====== Extracted records ======
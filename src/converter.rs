use crate::config::ResolvedConfig;
use crate::errors::{AppError, AppResult};
use crate::models::{Country, OverrideRule, RawEntry};
use std::cmp::Ordering;
use tracing::{debug, info};

/// Converts source entries into an ordered list of countries.
///
/// Each entry must carry both the configured name and code children. Override
/// rules are applied in list order: the rule at 1-based position `i` gives the
/// country with a case-insensitively equal code `sort_order = i` and replaces its
/// name with the rule's display name. Rules for codes not in the list are skipped.
///
/// The result is ordered by [`compare_countries`].
///
/// # Returns
///
/// `None` when `entries` is absent or empty, otherwise the ordered countries.
///
/// # Errors
///
/// Returns `MalformedEntry` for the first entry missing a required child element.
pub fn convert(
    entries: Option<&[RawEntry]>,
    rules: &[OverrideRule],
    config: &ResolvedConfig,
) -> AppResult<Option<Vec<Country>>> {
    let entries = match entries {
        Some(entries) if !entries.is_empty() => entries,
        _ => return Ok(None),
    };

    let mut countries = entries
        .iter()
        .enumerate()
        .map(|(index, entry)| {
            let name = required_child(entry, index, &config.country_name_element)?;
            let code = required_child(entry, index, &config.country_code_element)?;
            Ok(Country::new(name, code))
        })
        .collect::<AppResult<Vec<_>>>()?;

    apply_overrides(&mut countries, rules);
    countries.sort_by(compare_countries);

    info!(
        countries = countries.len(),
        overrides = rules.len(),
        "Countries converted"
    );
    Ok(Some(countries))
}

fn required_child<'a>(entry: &'a RawEntry, index: usize, element: &str) -> AppResult<&'a str> {
    entry
        .child_value(element)
        .ok_or_else(|| AppError::MalformedEntry {
            index,
            element: element.to_string(),
        })
}

fn apply_overrides(countries: &mut [Country], rules: &[OverrideRule]) {
    for (position, rule) in rules.iter().enumerate() {
        let Some(country) = countries.iter_mut().find(|c| c.has_code(&rule.code)) else {
            debug!(code = %rule.code, "No country for override rule, skipping");
            continue;
        };
        country.sort_order = Some(position + 1);
        country.name = rule.display_name.clone();
        debug!(
            code = %country.code,
            sort_order = position + 1,
            name = %country.name,
            "Override applied"
        );
    }
}

/// Total order used for the exported list.
///
/// Countries with a sort order come first, ascending by sort order. Ties, and all
/// countries without a sort order, are ordered by name using ordinal (code point)
/// comparison.
pub fn compare_countries(a: &Country, b: &Country) -> Ordering {
    a.sort_order
        .is_none()
        .cmp(&b.sort_order.is_none())
        .then(a.sort_order.cmp(&b.sort_order))
        .then_with(|| a.name.cmp(&b.name))
}

#[cfg(test)]
mod tests {
    use super::*;

    fn config() -> ResolvedConfig {
        ResolvedConfig::default()
    }

    fn entry(name: &str, code: &str) -> RawEntry {
        RawEntry::from_children([
            ("ISO_3166-1_Country_name", name),
            ("ISO_3166-1_Alpha-2_Code_element", code),
        ])
    }

    fn sample_entries() -> Vec<RawEntry> {
        vec![
            entry("UNITED STATES", "US"),
            entry("Germany", "DE"),
            entry("CANADA", "CA"),
            entry("France", "FR"),
            entry("Australia", "AU"),
        ]
    }

    fn names(countries: &[Country]) -> Vec<&str> {
        countries.iter().map(|c| c.name.as_str()).collect()
    }

    #[test]
    fn test_convert_none_or_empty_returns_none() {
        assert_eq!(convert(None, &[], &config()).unwrap(), None);
        assert_eq!(convert(Some(&[]), &[], &config()).unwrap(), None);
    }

    #[test]
    fn test_convert_without_rules_sorts_by_name() {
        let entries = sample_entries();
        let countries = convert(Some(&entries), &[], &config()).unwrap().unwrap();

        assert_eq!(countries.len(), entries.len());
        assert_eq!(
            names(&countries),
            vec!["Australia", "CANADA", "France", "Germany", "UNITED STATES"]
        );
        assert!(countries.iter().all(|c| c.sort_order.is_none()));
    }

    #[test]
    fn test_convert_name_collation_is_ordinal() {
        // Uppercase sorts before lowercase and accented letters after ASCII.
        let entries = vec![
            entry("aruba", "AW"),
            entry("Zambia", "ZM"),
            entry("Åland Islands", "AX"),
            entry("Albania", "AL"),
        ];
        let countries = convert(Some(&entries), &[], &config()).unwrap().unwrap();
        assert_eq!(
            names(&countries),
            vec!["Albania", "Zambia", "aruba", "Åland Islands"]
        );
    }

    #[test]
    fn test_convert_overrides_move_countries_first() {
        let entries = sample_entries();
        let rules = vec![
            OverrideRule::new("US", "United States"),
            OverrideRule::new("CA", "Canada"),
        ];
        let countries = convert(Some(&entries), &rules, &config()).unwrap().unwrap();

        assert_eq!(
            names(&countries),
            vec!["United States", "Canada", "Australia", "France", "Germany"]
        );
        assert_eq!(countries[0].code, "US");
        assert_eq!(countries[0].sort_order, Some(1));
        assert_eq!(countries[1].code, "CA");
        assert_eq!(countries[1].sort_order, Some(2));
        assert_eq!(countries[2].sort_order, None);
    }

    #[test]
    fn test_convert_override_code_is_case_insensitive() {
        let entries = vec![entry("Germany", "de"), entry("Austria", "AT")];
        let rules = vec![OverrideRule::new("DE", "Deutschland")];
        let countries = convert(Some(&entries), &rules, &config()).unwrap().unwrap();

        assert_eq!(countries[0].name, "Deutschland");
        assert_eq!(countries[0].code, "de");
        assert_eq!(countries[1].name, "Austria");
    }

    #[test]
    fn test_convert_unknown_override_code_is_skipped() {
        let entries = sample_entries();
        let without = convert(Some(&entries), &[], &config()).unwrap();
        let with = convert(
            Some(&entries),
            &[OverrideRule::new("ZZ", "Nowhere")],
            &config(),
        )
        .unwrap();
        assert_eq!(without, with);
    }

    #[test]
    fn test_convert_position_counts_skipped_rules() {
        let entries = sample_entries();
        let rules = vec![
            OverrideRule::new("ZZ", "Nowhere"),
            OverrideRule::new("FR", "France"),
        ];
        let countries = convert(Some(&entries), &rules, &config()).unwrap().unwrap();
        assert_eq!(countries[0].code, "FR");
        assert_eq!(countries[0].sort_order, Some(2));
    }

    #[test]
    fn test_convert_is_deterministic() {
        let entries = sample_entries();
        let rules = vec![OverrideRule::new("FR", "France")];
        let first = convert(Some(&entries), &rules, &config()).unwrap();
        let second = convert(Some(&entries), &rules, &config()).unwrap();
        assert_eq!(first, second);
    }

    #[test]
    fn test_convert_missing_code_is_malformed() {
        let entries = vec![
            entry("France", "FR"),
            RawEntry::from_children([("ISO_3166-1_Country_name", "Nowhere")]),
        ];
        let err = convert(Some(&entries), &[], &config()).unwrap_err();
        match err {
            AppError::MalformedEntry { index, element } => {
                assert_eq!(index, 1);
                assert_eq!(element, "ISO_3166-1_Alpha-2_Code_element");
            }
            other => panic!("unexpected error: {other}"),
        }
    }

    #[test]
    fn test_convert_missing_name_is_malformed() {
        let entries = vec![RawEntry::from_children([(
            "ISO_3166-1_Alpha-2_Code_element",
            "FR",
        )])];
        assert!(matches!(
            convert(Some(&entries), &[], &config()),
            Err(AppError::MalformedEntry { index: 0, .. })
        ));
    }

    #[test]
    fn test_compare_countries_prioritised_before_named() {
        let mut prioritised = Country::new("Zimbabwe", "ZW");
        prioritised.sort_order = Some(5);
        let plain = Country::new("Albania", "AL");
        assert_eq!(compare_countries(&prioritised, &plain), Ordering::Less);
        assert_eq!(compare_countries(&plain, &prioritised), Ordering::Greater);
    }
}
======
What lines in the material above hold the string "collect"? List them.

        .collect::<AppResult<Vec<_>>>()?;
        countries.iter().map(|c| c.name.as_str()).collect()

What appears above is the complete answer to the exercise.